Se quedaron en silencio. Un trozo de carbón cayó al suelo y lamió el borde de la alfombra. El olor acre de la lana quemada llenó el aire. Stinhurst empujó la brasa hacia el hogar y concluyó su relato.
– Joy Sinclair se hallaba en Westerbrae aquella noche. Había venido de vacaciones. Elizabeth y ella se habían hecho amigas en la universidad. Debió de escuchar fragmentos de la discusión y sumar dos y dos. Dios sabe que tenía la obsesión de corregir los entuertos. ¿Qué mejor forma de vengarse de mí por causar involuntariamente la muerte de Alee?
– Eso sucedió hace diez años. ¿Por qué esperó tanto tiempo para vengarse?
– ¿Quién era Joy Sinclair hace diez años? ¿Cómo habría podido vengarse entonces, cuando era una mujer de veinticinco que iniciaba su carrera? ¿Quién la habría creído?
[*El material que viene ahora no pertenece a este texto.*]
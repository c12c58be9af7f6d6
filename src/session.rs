//! Folding answers into stats and history.
//!
//! Everything here takes the previous values and returns new ones; callers decide
//! whether to keep, persist or discard the result.

use serde::Serialize;

use crate::domain::{Answer, GameStats, HistoryEntry, Question};
use crate::scoring::{next_streak, score};
use crate::util::{new_entry_id, now_millis};

/// Result of applying one answer.
#[derive(Clone, Debug, PartialEq, Eq, Serialize)]
#[serde(rename_all = "camelCase")]
pub struct AnswerOutcome {
  pub is_correct: bool,
  pub points: u32,
  pub new_stats: GameStats,
  pub entry: HistoryEntry,
}

/// Apply `user_answer` to `stats`, stamping the entry with a fresh id and the current time.
pub fn apply_answer(stats: &GameStats, question: &Question, user_answer: Answer) -> AnswerOutcome {
  apply_answer_at(stats, question, user_answer, new_entry_id(), now_millis())
}

/// Same as [`apply_answer`] with caller-provided id and timestamp.
pub fn apply_answer_at(
  stats: &GameStats,
  question: &Question,
  user_answer: Answer,
  id: String,
  timestamp: i64,
) -> AnswerOutcome {
  let is_correct = user_answer == question.correct_answer;
  let points = score(is_correct, stats.streak);
  let streak = next_streak(is_correct, stats.streak);

  let new_stats = GameStats {
    score: stats.score.saturating_add(u64::from(points)),
    streak,
    best_streak: stats.best_streak.max(streak),
    total_questions: stats.total_questions.saturating_add(1),
    correct_answers: stats.correct_answers.saturating_add(u32::from(is_correct)),
  };

  let entry = HistoryEntry {
    id,
    attacker: question.attacker,
    defender1: question.defender1,
    defender2: question.defender2,
    user_answer,
    correct_answer: question.correct_answer,
    is_correct,
    points,
    timestamp,
  };

  AnswerOutcome { is_correct, points, new_stats, entry }
}

/// Newest-first history prepend.
pub fn record(history: &mut Vec<HistoryEntry>, entry: HistoryEntry) {
  history.insert(0, entry);
}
No era nadie, pero ahora, una autora galardonada, con fama de ser puntillosa… Ahora contaría con un público que la escuchara. Actuó con enorme inteligencia, escribiendo una obra en Londres pero trayendo otra diferente a Westerbrae. Nadie se enteró hasta que empezamos a leerla anoche, con un periodista presente para tomar nota de los detalles más escabrosos. No se llegó tan lejos como Joy deseaba, desde luego. La reacción de Francesca interrumpió la lectura antes de que asomaran a la luz los peores detalles de nuestra sórdida saga familiar. Y ahora, también la obra se ha interrumpido para siempre.
La resuelta indicación de culpabilidad que contenían las palabras del hombre asombró a Lynley. ¿Comprendía Stinhurst hasta qué punto le denigraban?
– Comprenderá que al quemar esos libretos se ha perjudicado muchísimo -dijo.
La mirada de Stinhurst vagó por el fuego durante unos momentos. Una sombra resbaló sobre su frente y oscureció su mejilla.
– Ya no hay nada que hacer, Thomas. Tenía que proteger a Marguerite y a Elizabeth. Les debía eso, al menos. En especial a Elizabeth. Son mi familia -sus ojos rebosantes de dolor se clavaron en los de Lynley-. Pensaba que ibas a comprender más que nadie lo que una familia significa para un hombre.